Things to Do

A Brief History of Beach Traffic in the DC Area

From their founding as Victorian-era church camps, our area’s seaside getaways have stripped Washington down to its essential parts, with Capitol Hill and Foggy Bottom types clubbing up in their bungalows for beery barbecues and political gossip while midlevel staffers—the elect have long retreated up the coast to Cape Cod and the Vineyard—pursued small-d democratic pleasures along the boardwalks.

In other ways, beach culture forged ahead of our workaday world: Weekend traffic was born more than a decade before Beltway traffic, when the first span of the Chesapeake Bay Bridge was completed in 1952. The freedom afforded by distance and make-do housing arrangements gave gay Washington cover, and life in that community bloomed—if not sooner, then more ardently than it did back home in the capital.

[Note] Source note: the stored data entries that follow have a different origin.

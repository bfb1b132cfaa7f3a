use std::io::Write;
use std::path::{Path, PathBuf};
use std::time::Duration;

use anyhow::{Context, Result};
use chrono::SecondsFormat;
use serde::Serialize;
use tracing::{info, warn};
use writers_backup_core::{BackupKind, BackupRecord, BackupScope};
use writers_backup_scheduler::AutoBackupScheduler;
use writers_backup_storage::{BackupEngine, BackupStore, RestoreOptions, StoreStats, VerifyReport};

use crate::cli::Command;

/// How often `watch` checks whether any timer is still registered.
const WATCH_POLL: Duration = Duration::from_secs(1);

#[derive(Serialize)]
#[serde(rename_all = "camelCase")]
struct Listing<'a> {
    source_path: &'a Path,
    #[serde(flatten)]
    stats: StoreStats,
    records: &'a [BackupRecord],
}

/// Runs one subcommand. `Ok(false)` means it completed but found a problem,
/// such as a damaged artifact.
pub async fn run<W: Write>(command: Command, engine: &BackupEngine, json: bool, out: &mut W) -> Result<bool> {
    match command {
        Command::Create { path, project } => {
            let record = engine
                .capture_scoped(&path, scope(project), BackupKind::Manual)
                .await
                .with_context(|| format!("backing up {}", path.display()))?;
            if json {
                writeln!(out, "{}", serde_json::to_string_pretty(&record)?)?;
            } else {
                writeln!(
                    out,
                    "created {} ({})",
                    record.artifact_path.display(),
                    format_size(record.size_bytes)
                )?;
            }
        }
        Command::Restore {
            artifact,
            destination,
            no_safety_backup,
        } => {
            let destination = match destination {
                Some(destination) => destination,
                None => BackupStore::for_artifact(&artifact, engine.settings())
                    .with_context(|| format!("resolving the source of {}", artifact.display()))?
                    .source_path()
                    .to_path_buf(),
            };
            let options = RestoreOptions {
                backup_current_first: !no_safety_backup,
            };
            engine
                .restore(&artifact, &destination, options)
                .await
                .with_context(|| format!("restoring {}", artifact.display()))?;
            if json {
                let value = serde_json::json!({
                    "artifactPath": artifact,
                    "destination": destination,
                });
                writeln!(out, "{}", serde_json::to_string_pretty(&value)?)?;
            } else {
                writeln!(out, "restored {} -> {}", artifact.display(), destination.display())?;
            }
        }
        Command::List { path, project } => {
            let records = engine
                .list(&path, scope(project))
                .await
                .with_context(|| format!("listing backups of {}", path.display()))?;
            out.write_all(render_list(&path, &records, json)?.as_bytes())?;
        }
        Command::Delete { artifact } => {
            let removed = engine
                .delete(&artifact)
                .await
                .with_context(|| format!("deleting {}", artifact.display()))?;
            if json {
                let value = serde_json::json!({ "artifactPath": artifact, "removed": removed });
                writeln!(out, "{}", serde_json::to_string_pretty(&value)?)?;
            } else if removed {
                writeln!(out, "deleted {}", artifact.display())?;
            } else {
                writeln!(out, "{} was already gone", artifact.display())?;
            }
        }
        Command::Verify { artifact } => {
            let report = engine
                .verify(&artifact)
                .await
                .with_context(|| format!("verifying {}", artifact.display()))?;
            out.write_all(render_verify(&report, json)?.as_bytes())?;
            return Ok(report.is_ok());
        }
        Command::Watch {
            paths,
            project,
            interval_ms,
        } => {
            let interval = interval_ms
                .map(Duration::from_millis)
                .unwrap_or_else(|| engine.settings().backup_interval());
            watch(engine, &paths, scope(project), interval).await?;
        }
    }
    Ok(true)
}

async fn watch(engine: &BackupEngine, paths: &[PathBuf], scope: BackupScope, interval: Duration) -> Result<()> {
    let scheduler = AutoBackupScheduler::new(engine.clone(), engine.events().clone());
    for path in paths {
        scheduler
            .start_scoped(path, scope, interval)
            .with_context(|| format!("scheduling backups of {}", path.display()))?;
    }
    info!(
        sources = paths.len(),
        interval_ms = interval_millis(interval),
        "watching, press Ctrl-C to stop"
    );

    let ctrl_c = tokio::signal::ctrl_c();
    tokio::pin!(ctrl_c);
    loop {
        tokio::select! {
            res = &mut ctrl_c => {
                res.context("listening for Ctrl-C")?;
                info!("interrupted, stopping auto-backups");
                break;
            }
            _ = tokio::time::sleep(WATCH_POLL) => {
                if scheduler.registered_paths().is_empty() {
                    warn!("no watched sources remain");
                    break;
                }
            }
        }
    }
    scheduler.stop_all().await;
    Ok(())
}

fn interval_millis(interval: Duration) -> u64 {
    u64::try_from(interval.as_millis()).unwrap_or(u64::MAX)
}

fn scope(project: bool) -> BackupScope {
    if project {
        BackupScope::Project
    } else {
        BackupScope::File
    }
}

pub fn render_list(source: &Path, records: &[BackupRecord], json: bool) -> Result<String> {
    let stats = StoreStats::of(records);
    if json {
        let listing = Listing {
            source_path: source,
            stats,
            records,
        };
        return Ok(serde_json::to_string_pretty(&listing)? + "\n");
    }

    if records.is_empty() {
        return Ok(format!("no backups of {}\n", source.display()));
    }
    let mut text = String::new();
    for record in records {
        text.push_str(&format!(
            "{}  {:<11}  {:>9}  {}\n",
            record.created_at.to_rfc3339_opts(SecondsFormat::Millis, true),
            record.kind,
            format_size(record.size_bytes),
            record.artifact_path.display()
        ));
    }
    text.push_str(&format!(
        "{} backup{}, {} total\n",
        stats.count,
        if stats.count == 1 { "" } else { "s" },
        format_size(stats.total_bytes)
    ));
    Ok(text)
}

pub fn render_verify(report: &VerifyReport, json: bool) -> Result<String> {
    if json {
        return Ok(serde_json::to_string_pretty(report)? + "\n");
    }
    let path = report.artifact_path.display();
    if !report.exists {
        return Ok(format!("{path}: missing\n"));
    }
    let mut problems = Vec::new();
    if !report.size_matches {
        problems.push("size differs from the recorded size");
    }
    if report.hash_matches == Some(false) {
        problems.push("content hash mismatch");
    }
    if report.archive_readable == Some(false) {
        problems.push("archive can not be decoded");
    }
    if problems.is_empty() {
        Ok(format!("{path}: ok\n"))
    } else {
        Ok(format!("{path}: {}\n", problems.join("; ")))
    }
}

fn format_size(bytes: u64) -> String {
    if bytes < 1024 {
        format!("{bytes} B")
    } else if bytes < 1024 * 1024 {
        format!("{:.1} KB", bytes as f64 / 1024.0)
    } else {
        format!("{:.1} MB", bytes as f64 / (1024.0 * 1024.0))
    }
}

#[cfg(test)]
mod tests {
    use chrono::{TimeZone, Utc};

    use super::*;

    fn record(size_bytes: u64) -> BackupRecord {
        BackupRecord {
            id: "abc".to_owned(),
            source_path: PathBuf::from("/novel/draft.md"),
            artifact_path: PathBuf::from("/novel/.backups/draft.md.2026-10-17T09-05-03-042Z.backup"),
            created_at: Utc.with_ymd_and_hms(2026, 10, 17, 9, 5, 3).unwrap(),
            size_bytes,
            kind: BackupKind::Automatic,
            content_hash: None,
        }
    }

    #[test]
    fn sizes_are_human_readable() {
        assert_eq!(format_size(5), "5 B");
        assert_eq!(format_size(2048), "2.0 KB");
        assert_eq!(format_size(3 * 1024 * 1024), "3.0 MB");
    }

    #[test]
    fn interval_millis_saturates() {
        assert_eq!(interval_millis(Duration::from_secs(300)), 300_000);
        assert_eq!(interval_millis(Duration::MAX), u64::MAX);
    }

    #[test]
    fn list_text_ends_with_totals() {
        let text = render_list(Path::new("/novel/draft.md"), &[record(5), record(2048)], false).unwrap();
        let lines: Vec<_> = text.lines().collect();
        assert_eq!(lines.len(), 3);
        assert!(lines[0].starts_with("2026-10-17T09:05:03.000Z  automatic"));
        assert_eq!(lines[2], "2 backups, 2.0 KB total");

        let empty = render_list(Path::new("/novel/draft.md"), &[], false).unwrap();
        assert_eq!(empty, "no backups of /novel/draft.md\n");
    }

    #[test]
    fn list_json_carries_stats() {
        let raw = render_list(Path::new("/novel/draft.md"), &[record(5)], true).unwrap();
        let value: serde_json::Value = serde_json::from_str(&raw).unwrap();
        assert_eq!(value["count"], 1);
        assert_eq!(value["totalBytes"], 5);
        assert_eq!(value["records"][0]["kind"], "automatic");
    }

    #[test]
    fn verify_text_names_each_problem() {
        let report = VerifyReport {
            artifact_path: PathBuf::from("/x/a.backup"),
            exists: true,
            size_matches: false,
            hash_matches: Some(false),
            archive_readable: None,
        };
        assert_eq!(
            render_verify(&report, false).unwrap(),
            "/x/a.backup: size differs from the recorded size; content hash mismatch\n"
        );
    }
}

Now, as the original midcentury Washington refugees have grown old and their succeeding generations have become less tethered to their offices, beach towns are becoming for many a year-round retreat, changing again as they survive on being timeless.

1890

Steamship service from Baltimore connects to St. Michaels, where vacationers get a train to Ocean City.

1919

The big time-saver: ferry service across the bay from Annapolis to St. Michaels.

1925

Ride from Washington in style via the new paved highway.

1952

Drive all the way thanks to completion of the Bay Bridge’s first span.

1973

The second span is finished, increasing capacity but overloading Route 50. Drivers devise two-lane alternatives, which may or may not actually save time.

1990s

Maryland works to steer traffic back to Route 50, which may or may not actually save time.

2000s

GPS apps encourage everyone to flood back roads. No one seems to get there any faster.

This article appears in our July 2015 issue of Washingtonian.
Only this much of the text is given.